=== INSTRUCTIONS TO FOLLOW ===
Only lines containing "collections" are wanted from the data below. Copy those lines.
***
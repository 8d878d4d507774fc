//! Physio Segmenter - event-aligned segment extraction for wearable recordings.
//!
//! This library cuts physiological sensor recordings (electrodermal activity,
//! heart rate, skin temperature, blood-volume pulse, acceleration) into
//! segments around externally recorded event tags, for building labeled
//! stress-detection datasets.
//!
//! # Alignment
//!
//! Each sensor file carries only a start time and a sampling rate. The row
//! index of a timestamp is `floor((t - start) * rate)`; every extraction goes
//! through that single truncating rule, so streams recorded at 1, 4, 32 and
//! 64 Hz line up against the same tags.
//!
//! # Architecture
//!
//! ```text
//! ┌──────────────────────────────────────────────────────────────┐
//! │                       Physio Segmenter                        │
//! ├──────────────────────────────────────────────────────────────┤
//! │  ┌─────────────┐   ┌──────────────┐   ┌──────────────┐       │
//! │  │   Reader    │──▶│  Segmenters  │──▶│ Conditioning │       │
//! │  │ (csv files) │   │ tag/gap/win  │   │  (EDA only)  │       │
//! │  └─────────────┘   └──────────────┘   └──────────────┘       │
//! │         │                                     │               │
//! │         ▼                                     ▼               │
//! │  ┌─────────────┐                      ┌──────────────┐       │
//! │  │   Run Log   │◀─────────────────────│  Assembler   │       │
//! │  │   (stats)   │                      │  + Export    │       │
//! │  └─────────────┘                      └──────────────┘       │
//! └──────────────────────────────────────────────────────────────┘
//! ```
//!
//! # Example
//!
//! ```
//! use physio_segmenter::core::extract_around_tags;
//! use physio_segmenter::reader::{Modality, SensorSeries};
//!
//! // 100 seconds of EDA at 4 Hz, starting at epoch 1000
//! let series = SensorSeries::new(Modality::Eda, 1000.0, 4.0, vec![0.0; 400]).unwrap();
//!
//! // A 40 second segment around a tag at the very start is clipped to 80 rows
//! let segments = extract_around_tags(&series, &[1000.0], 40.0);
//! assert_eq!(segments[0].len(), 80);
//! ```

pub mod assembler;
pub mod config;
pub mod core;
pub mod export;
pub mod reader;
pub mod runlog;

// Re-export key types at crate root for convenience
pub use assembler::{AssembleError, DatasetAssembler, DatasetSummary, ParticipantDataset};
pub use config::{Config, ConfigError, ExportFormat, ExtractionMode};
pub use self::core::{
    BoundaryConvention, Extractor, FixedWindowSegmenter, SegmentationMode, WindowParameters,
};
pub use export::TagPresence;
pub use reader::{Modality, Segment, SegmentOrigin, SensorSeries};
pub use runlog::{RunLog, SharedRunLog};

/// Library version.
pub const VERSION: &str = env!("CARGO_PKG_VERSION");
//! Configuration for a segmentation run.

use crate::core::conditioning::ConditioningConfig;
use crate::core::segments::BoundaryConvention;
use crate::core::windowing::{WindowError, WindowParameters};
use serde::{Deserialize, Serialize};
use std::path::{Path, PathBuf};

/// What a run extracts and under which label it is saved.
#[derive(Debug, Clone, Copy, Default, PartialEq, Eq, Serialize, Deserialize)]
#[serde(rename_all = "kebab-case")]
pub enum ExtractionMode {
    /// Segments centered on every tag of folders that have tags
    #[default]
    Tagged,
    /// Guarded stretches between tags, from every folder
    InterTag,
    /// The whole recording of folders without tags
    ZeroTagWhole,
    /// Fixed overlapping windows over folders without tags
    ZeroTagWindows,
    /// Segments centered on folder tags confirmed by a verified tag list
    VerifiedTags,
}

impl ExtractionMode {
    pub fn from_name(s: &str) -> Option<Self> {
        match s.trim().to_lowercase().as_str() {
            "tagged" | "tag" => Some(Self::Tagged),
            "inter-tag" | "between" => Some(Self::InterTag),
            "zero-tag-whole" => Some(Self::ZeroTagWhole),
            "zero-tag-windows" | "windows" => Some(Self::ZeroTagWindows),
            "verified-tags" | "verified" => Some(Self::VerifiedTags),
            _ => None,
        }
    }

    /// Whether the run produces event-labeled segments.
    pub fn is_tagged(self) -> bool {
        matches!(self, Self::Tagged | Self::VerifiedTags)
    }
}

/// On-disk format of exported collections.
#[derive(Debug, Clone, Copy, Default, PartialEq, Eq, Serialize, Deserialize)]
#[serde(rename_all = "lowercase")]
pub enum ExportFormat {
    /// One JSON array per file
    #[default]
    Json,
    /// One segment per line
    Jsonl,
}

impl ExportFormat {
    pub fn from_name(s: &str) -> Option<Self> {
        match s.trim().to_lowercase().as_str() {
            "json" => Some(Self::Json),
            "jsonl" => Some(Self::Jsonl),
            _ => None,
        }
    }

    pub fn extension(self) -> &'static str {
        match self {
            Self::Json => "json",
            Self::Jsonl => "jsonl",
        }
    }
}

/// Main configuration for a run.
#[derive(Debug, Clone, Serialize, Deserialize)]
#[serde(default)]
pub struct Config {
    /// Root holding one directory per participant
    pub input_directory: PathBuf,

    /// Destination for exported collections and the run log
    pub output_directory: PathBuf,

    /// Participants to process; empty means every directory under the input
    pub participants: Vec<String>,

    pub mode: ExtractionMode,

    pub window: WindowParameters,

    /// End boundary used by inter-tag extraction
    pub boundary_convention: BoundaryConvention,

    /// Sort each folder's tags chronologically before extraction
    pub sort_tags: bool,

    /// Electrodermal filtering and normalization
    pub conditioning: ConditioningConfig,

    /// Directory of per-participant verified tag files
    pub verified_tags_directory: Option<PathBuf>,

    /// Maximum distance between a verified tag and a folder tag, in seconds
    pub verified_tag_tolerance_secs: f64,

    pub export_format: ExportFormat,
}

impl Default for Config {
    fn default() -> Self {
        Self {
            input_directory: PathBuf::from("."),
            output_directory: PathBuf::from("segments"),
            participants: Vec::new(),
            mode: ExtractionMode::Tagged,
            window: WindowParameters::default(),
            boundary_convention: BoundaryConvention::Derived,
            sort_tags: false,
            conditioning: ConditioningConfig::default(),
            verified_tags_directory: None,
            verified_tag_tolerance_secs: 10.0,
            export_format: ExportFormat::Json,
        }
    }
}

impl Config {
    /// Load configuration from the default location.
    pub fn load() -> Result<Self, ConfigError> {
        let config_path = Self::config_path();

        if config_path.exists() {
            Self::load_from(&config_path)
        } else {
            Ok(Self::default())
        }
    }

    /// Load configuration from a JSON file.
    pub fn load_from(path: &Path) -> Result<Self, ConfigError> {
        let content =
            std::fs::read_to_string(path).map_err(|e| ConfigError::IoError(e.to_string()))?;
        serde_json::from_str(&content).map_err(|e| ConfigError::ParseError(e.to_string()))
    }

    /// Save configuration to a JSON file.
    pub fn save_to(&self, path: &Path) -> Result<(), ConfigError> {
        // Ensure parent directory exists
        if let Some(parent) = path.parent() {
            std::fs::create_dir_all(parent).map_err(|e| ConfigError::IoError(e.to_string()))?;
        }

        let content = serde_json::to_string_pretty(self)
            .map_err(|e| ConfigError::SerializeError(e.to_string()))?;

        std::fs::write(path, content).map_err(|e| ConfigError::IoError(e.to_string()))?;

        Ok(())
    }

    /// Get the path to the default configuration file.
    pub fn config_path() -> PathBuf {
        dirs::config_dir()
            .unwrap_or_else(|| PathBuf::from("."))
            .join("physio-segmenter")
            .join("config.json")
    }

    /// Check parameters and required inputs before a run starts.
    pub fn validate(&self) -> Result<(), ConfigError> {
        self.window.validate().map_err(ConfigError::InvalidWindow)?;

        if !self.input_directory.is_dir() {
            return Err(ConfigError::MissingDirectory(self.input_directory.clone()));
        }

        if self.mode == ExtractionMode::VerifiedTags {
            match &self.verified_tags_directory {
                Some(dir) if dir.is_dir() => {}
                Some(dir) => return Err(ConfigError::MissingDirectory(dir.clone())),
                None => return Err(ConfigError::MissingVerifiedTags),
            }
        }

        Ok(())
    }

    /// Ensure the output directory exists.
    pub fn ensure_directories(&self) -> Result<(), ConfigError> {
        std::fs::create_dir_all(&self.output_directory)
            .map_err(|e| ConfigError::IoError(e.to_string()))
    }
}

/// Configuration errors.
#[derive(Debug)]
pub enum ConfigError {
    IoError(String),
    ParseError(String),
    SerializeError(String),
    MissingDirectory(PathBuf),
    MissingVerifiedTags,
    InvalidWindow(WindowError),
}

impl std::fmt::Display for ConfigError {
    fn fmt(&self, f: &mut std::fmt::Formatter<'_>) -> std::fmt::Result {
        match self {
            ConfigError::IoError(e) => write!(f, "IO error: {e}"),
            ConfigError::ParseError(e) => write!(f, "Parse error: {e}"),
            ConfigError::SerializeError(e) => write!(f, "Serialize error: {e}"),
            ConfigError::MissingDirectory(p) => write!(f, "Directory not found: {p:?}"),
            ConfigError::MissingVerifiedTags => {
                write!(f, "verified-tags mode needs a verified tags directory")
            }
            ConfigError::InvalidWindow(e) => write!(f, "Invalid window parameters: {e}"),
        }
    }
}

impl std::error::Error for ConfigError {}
***
=== EXPECTED ANSWER ===
/// On-disk format of exported collections.
    /// Destination for exported collections and the run log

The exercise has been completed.